The figure is a circuit diagram showing another conventional example. 1 is a rectifier circuit, 4 is a DC-DC converter, 6 is a protection circuit, AC is a commercial AC power supply, B is a storage battery, M
is a DC motor, Q ₁ and Q ₂ are transistors, R ₆ is an emitter resistor, V is a set voltage, and ZD ₁ is a Zener diode.

Claims (1)

[Claims] 1. A DC power source obtained by rectifying a commercial AC power source is inserted into the collector winding of an oscillation transformer between the collector of the first transistor and one end of the DC power source, and the DC power source is connected between the base and emitter of the first transistor.

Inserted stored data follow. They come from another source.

//! PDF text extraction using lopdf and pdf-extract.

use lopdf::Document;
use tracing::debug;

use super::{PdfProcessor, Result};
use crate::error::PdfError;

/// PDF text extractor.
///
/// lopdf handles document structure (page count, empty-password
/// decryption); pdf-extract produces the text itself, with a form feed at
/// each page boundary.
pub struct PdfExtractor {
    document: Option<Document>,
    raw_data: Vec<u8>,
}

impl PdfExtractor {
    /// Create a new PDF extractor.
    pub fn new() -> Self {
        Self {
            document: None,
            raw_data: Vec::new(),
        }
    }
}

impl Default for PdfExtractor {
    fn default() -> Self {
        Self::new()
    }
}

impl PdfProcessor for PdfExtractor {
    fn load(&mut self, data: &[u8]) -> Result<()> {
        let mut doc = Document::load_mem(data).map_err(|e| PdfError::Parse(e.to_string()))?;

        // PDFs encrypted with an empty password still open.
        if doc.is_encrypted() {
            if doc.decrypt("").is_err() {
                return Err(PdfError::Encrypted);
            }
            debug!("decrypted PDF with empty password");

            let mut decrypted = Vec::new();
            doc.save_to(&mut decrypted)
                .map_err(|e| PdfError::Parse(format!("failed to save decrypted PDF: {}", e)))?;
            self.raw_data = decrypted;
        } else {
            self.raw_data = data.to_vec();
        }

        let page_count = doc.get_pages().len();
        if page_count == 0 {
            return Err(PdfError::NoPages);
        }

        debug!("loaded PDF with {} pages", page_count);
        self.document = Some(doc);
        Ok(())
    }

    fn page_count(&self) -> u32 {
        self.document
            .as_ref()
            .map(|doc| doc.get_pages().len() as u32)
            .unwrap_or(0)
    }

    fn extract_text(&self) -> Result<String> {
        let text = pdf_extract::extract_text_from_mem(&self.raw_data)
            .map_err(|e| PdfError::TextExtraction(e.to_string()))?;
        Ok(text)
    }

    fn extract_text_with_markers(&self, marker: &str) -> Result<String> {
        let text = self.extract_text()?;
        let separator = format!("\n{}\n", marker);
        Ok(text.replace('\u{000C}', &separator).trim().to_string())
    }
}

#[cfg(test)]
mod tests {
    use super::*;

    #[test]
    fn test_pdf_extractor_new() {
        let extractor = PdfExtractor::new();
        assert!(extractor.document.is_none());
        assert_eq!(extractor.page_count(), 0);
    }
}
//! Process command - extract a record from a single report file.

use std::fs;
use std::path::{Path, PathBuf};
use std::time::Instant;

use clap::Args;
use console::style;
use tracing::{debug, info};

use valmine_core::extract::{field_report, RecordAssembler};
use valmine_core::models::config::ValmineConfig;
use valmine_core::models::record::ExtractionRecord;
use valmine_core::pdf::{PdfExtractor, PdfProcessor};

/// Arguments for the process command.
#[derive(Args)]
pub struct ProcessArgs {
    /// Input file (PDF, or pre-extracted text)
    #[arg(required = true)]
    input: PathBuf,

    /// Output file (default: stdout)
    #[arg(short, long)]
    output: Option<PathBuf>,

    /// Output format
    #[arg(short, long, value_enum, default_value = "json")]
    format: OutputFormat,

    /// Print the field diagnostic line
    #[arg(long)]
    diagnostics: bool,
}

#[derive(Clone, Copy, Debug, clap::ValueEnum)]
pub enum OutputFormat {
    /// JSON output
    Json,
    /// CSV output
    Csv,
    /// Plain text summary
    Text,
}

pub async fn run(args: ProcessArgs, config_path: Option<&str>) -> anyhow::Result<()> {
    let start = Instant::now();

    let config = load_config(config_path)?;

    if !args.input.exists() {
        anyhow::bail!("Input file not found: {}", args.input.display());
    }

    info!("Processing file: {}", args.input.display());

    let text = acquire_text(&args.input, &config)?;
    if text.trim().len() < config.pdf.min_text_length {
        anyhow::bail!("No usable text extracted from {}", args.input.display());
    }

    let assembler = RecordAssembler::new(config.clone());
    let record = assembler.assemble(&text, &args.input.to_string_lossy());

    let output = format_record(&record, args.format)?;

    if let Some(output_path) = &args.output {
        fs::write(output_path, &output)?;
        println!(
            "{} Output written to {}",
            style("✓").green(),
            output_path.display()
        );
    } else {
        println!("{}", output);
    }

    if args.diagnostics {
        println!();
        println!(
            "{} {}",
            style("ℹ").blue(),
            field_report(&record, &config.extraction.required_fields)
        );
    }

    debug!("Total processing time: {:?}", start.elapsed());

    Ok(())
}

/// Load configuration from the given path, or defaults.
pub(crate) fn load_config(config_path: Option<&str>) -> anyhow::Result<ValmineConfig> {
    Ok(match config_path {
        Some(path) => ValmineConfig::from_file(Path::new(path))?,
        None => ValmineConfig::default(),
    })
}

/// Read document text: PDFs go through the extractor (page boundaries
/// become the configured marker), `.txt` files are taken as already
/// extracted.
pub(crate) fn acquire_text(path: &Path, config: &ValmineConfig) -> anyhow::Result<String> {
    let extension = path
        .extension()
        .and_then(|e| e.to_str())
        .unwrap_or("")
        .to_lowercase();

    match extension.as_str() {
        "pdf" => {
            let data = fs::read(path)?;
            let mut extractor = PdfExtractor::new();
            extractor.load(&data)?;
            debug!("PDF has {} pages", extractor.page_count());
            Ok(extractor.extract_text_with_markers(&config.pdf.page_break_marker)?)
        }
        "txt" | "text" => Ok(fs::read_to_string(path)?),
        _ => anyhow::bail!("Unsupported file format: {}", extension),
    }
}

pub(crate) fn format_record(
    record: &ExtractionRecord,
    format: OutputFormat,
) -> anyhow::Result<String> {
    match format {
        OutputFormat::Json => Ok(serde_json::to_string_pretty(record)?),
        OutputFormat::Csv => {
            let mut wtr = csv::Writer::from_writer(vec![]);
            wtr.write_record(record.field_names())?;
            wtr.write_record(record.values())?;
            Ok(String::from_utf8(wtr.into_inner()?)?)
        }
        OutputFormat::Text => {
            let mut output = String::new();
            for (name, value) in record.iter() {
                output.push_str(&format!("{:<16} {}\n", name, value));
            }
            Ok(output)
        }
    }
}
//! CLI application for property valuation report extraction.

mod commands;

use clap::{Parser, Subcommand};
use tracing::Level;
use tracing_subscriber::FmtSubscriber;

use commands::{batch, config, process};

/// valmine - Extract structured records from property valuation reports
#[derive(Parser)]
#[command(name = "valmine")]
#[command(author, version, about, long_about = None)]
struct Cli {
    /// Enable verbose output
    #[arg(short, long, action = clap::ArgAction::Count)]
    verbose: u8,

    /// Path to config file
    #[arg(short, long, global = true)]
    config: Option<String>,

    #[command(subcommand)]
    command: Commands,
}

#[derive(Subcommand)]
enum Commands {
    /// Process a single report file
    Process(process::ProcessArgs),

    /// Process multiple report files
    Batch(batch::BatchArgs),

    /// Manage configuration
    Config(config::ConfigArgs),
}

#[tokio::main]
async fn main() -> anyhow::Result<()> {
    let cli = Cli::parse();

    // Set up logging based on verbosity
    let level = match cli.verbose {
        0 => Level::WARN,
        1 => Level::INFO,
        2 => Level::DEBUG,
        _ => Level::TRACE,
    };

    let subscriber = FmtSubscriber::builder()
        .with_max_level(level)
        .with_target(false)
        .finish();

    tracing::subscriber::set_global_default(subscriber)?;

    // Execute command
    match cli.command {
        Commands::Process(args) => process::run(args, cli.config.as_deref()).await,
        Commands::Batch(args) => batch::run(args, cli.config.as_deref()).await,
        Commands::Config(args) => config::run(args).await,
    }
}
//! Ordered pattern-cascade resolution.

use regex::RegexBuilder;
use tracing::trace;

use super::clean_whitespace;
use crate::models::schema::ExtractionRule;

/// Compile-size ceiling for a configured rule, keeping a pathological
/// pattern from ballooning into an expensive program.
const RULE_SIZE_LIMIT: usize = 1 << 20;

/// Try rules in priority order and return the first usable result.
///
/// Rules match with case-insensitive, multi-line, dot-matches-newline
/// semantics, so a pattern may span line breaks. On a match, the first
/// capture group with non-empty trimmed content wins, falling back to the
/// whole match; internal whitespace is collapsed before returning. A rule
/// that fails to compile is skipped without aborting the cascade, as is
/// any rule whose pattern is the input text itself.
pub fn resolve_cascade(rules: &[ExtractionRule], text: &str) -> Option<String> {
    if text.is_empty() {
        return None;
    }

    for rule in rules {
        // A pattern equal to the document is configuration gone wrong.
        if rule.pattern == text {
            continue;
        }

        let regex = match RegexBuilder::new(&rule.pattern)
            .case_insensitive(true)
            .multi_line(true)
            .dot_matches_new_line(true)
            .size_limit(RULE_SIZE_LIMIT)
            .build()
        {
            Ok(regex) => regex,
            Err(e) => {
                trace!("skipping malformed rule {:?}: {}", rule.pattern, e);
                continue;
            }
        };

        let Some(caps) = regex.captures(text) else {
            continue;
        };

        for group in caps.iter().skip(1).flatten() {
            if !group.as_str().trim().is_empty() {
                return Some(clean_whitespace(group.as_str()));
            }
        }
        return Some(clean_whitespace(&caps[0]));
    }

    None
}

This is a ringing chain yoke converter system with a configuration in which the base winding of an oscillation transformer is inserted into the
In a charging circuit in which voltage is stepped down by a DC-DC converter to charge a storage battery connected to a load, a series circuit including an emitter resistor and a storage battery is connected between the emitter of the first transistor and the other end of the DC power supply. is inserted, a second transistor having a collector-emitter interposed between the other end of the DC power supply and the base of the first transistor, and a connection between the emitter of the first transistor and the base of the second transistor. A protection circuit is formed by a constant voltage element inserted between the emitter resistor and the storage battery to make the second transistor conductive when the voltage across the series circuit of the emitter resistor and the storage battery becomes equal to or higher than a predetermined threshold voltage. charging circuit.